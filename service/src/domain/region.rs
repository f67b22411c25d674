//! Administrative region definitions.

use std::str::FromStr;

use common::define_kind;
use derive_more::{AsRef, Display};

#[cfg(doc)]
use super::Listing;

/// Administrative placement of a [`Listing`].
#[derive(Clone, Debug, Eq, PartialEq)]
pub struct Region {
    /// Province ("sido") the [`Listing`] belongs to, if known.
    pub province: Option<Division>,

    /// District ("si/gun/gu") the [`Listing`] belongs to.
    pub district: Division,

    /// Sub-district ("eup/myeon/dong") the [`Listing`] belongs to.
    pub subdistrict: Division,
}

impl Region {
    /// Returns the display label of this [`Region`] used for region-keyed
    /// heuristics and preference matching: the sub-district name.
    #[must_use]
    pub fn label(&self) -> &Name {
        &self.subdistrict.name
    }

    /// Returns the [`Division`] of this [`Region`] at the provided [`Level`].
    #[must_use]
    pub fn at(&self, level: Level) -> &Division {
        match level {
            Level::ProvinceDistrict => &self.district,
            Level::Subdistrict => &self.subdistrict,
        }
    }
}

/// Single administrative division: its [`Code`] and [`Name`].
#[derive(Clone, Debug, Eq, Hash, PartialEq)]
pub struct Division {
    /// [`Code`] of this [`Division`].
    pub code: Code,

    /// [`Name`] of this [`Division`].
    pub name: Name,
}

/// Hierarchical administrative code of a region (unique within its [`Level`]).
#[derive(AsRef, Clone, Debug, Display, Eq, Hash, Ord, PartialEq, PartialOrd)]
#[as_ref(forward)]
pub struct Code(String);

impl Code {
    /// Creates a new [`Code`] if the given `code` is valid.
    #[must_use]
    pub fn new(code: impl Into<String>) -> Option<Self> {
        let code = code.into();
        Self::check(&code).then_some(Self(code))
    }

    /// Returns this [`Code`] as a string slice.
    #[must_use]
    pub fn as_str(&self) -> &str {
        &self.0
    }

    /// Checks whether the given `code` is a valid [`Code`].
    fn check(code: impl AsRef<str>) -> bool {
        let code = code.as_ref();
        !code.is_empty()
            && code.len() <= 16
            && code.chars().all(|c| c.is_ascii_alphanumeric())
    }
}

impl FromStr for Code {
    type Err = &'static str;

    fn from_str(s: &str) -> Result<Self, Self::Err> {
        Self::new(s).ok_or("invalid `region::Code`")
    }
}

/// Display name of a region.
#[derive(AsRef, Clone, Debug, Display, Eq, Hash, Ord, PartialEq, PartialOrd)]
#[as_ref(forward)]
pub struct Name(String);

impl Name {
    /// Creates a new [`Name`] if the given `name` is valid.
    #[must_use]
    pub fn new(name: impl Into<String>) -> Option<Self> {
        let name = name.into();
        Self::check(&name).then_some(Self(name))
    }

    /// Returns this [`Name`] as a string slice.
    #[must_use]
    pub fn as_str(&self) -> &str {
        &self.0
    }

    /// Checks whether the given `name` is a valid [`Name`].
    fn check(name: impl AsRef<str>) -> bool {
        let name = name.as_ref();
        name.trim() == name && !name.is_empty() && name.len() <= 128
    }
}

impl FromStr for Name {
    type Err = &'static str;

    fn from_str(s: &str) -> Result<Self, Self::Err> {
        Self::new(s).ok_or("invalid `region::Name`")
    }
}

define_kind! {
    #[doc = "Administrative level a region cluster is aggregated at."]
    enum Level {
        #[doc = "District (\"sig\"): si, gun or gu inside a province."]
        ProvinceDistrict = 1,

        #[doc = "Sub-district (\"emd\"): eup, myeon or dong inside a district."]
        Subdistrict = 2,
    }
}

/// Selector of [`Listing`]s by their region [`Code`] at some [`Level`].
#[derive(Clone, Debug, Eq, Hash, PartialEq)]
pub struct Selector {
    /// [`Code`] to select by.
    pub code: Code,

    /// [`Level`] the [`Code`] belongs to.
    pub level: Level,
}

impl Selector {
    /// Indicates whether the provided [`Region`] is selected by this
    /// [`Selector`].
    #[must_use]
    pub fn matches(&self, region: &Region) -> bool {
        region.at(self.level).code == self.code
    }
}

* _Problem_
Only lines containing the string "Selector" are needed. Pull each of them out of the records above.

* _Result below_
/// Selector of [`Listing`]s by their region [`Code`] at some [`Level`].
pub struct Selector {
impl Selector {
    /// [`Selector`].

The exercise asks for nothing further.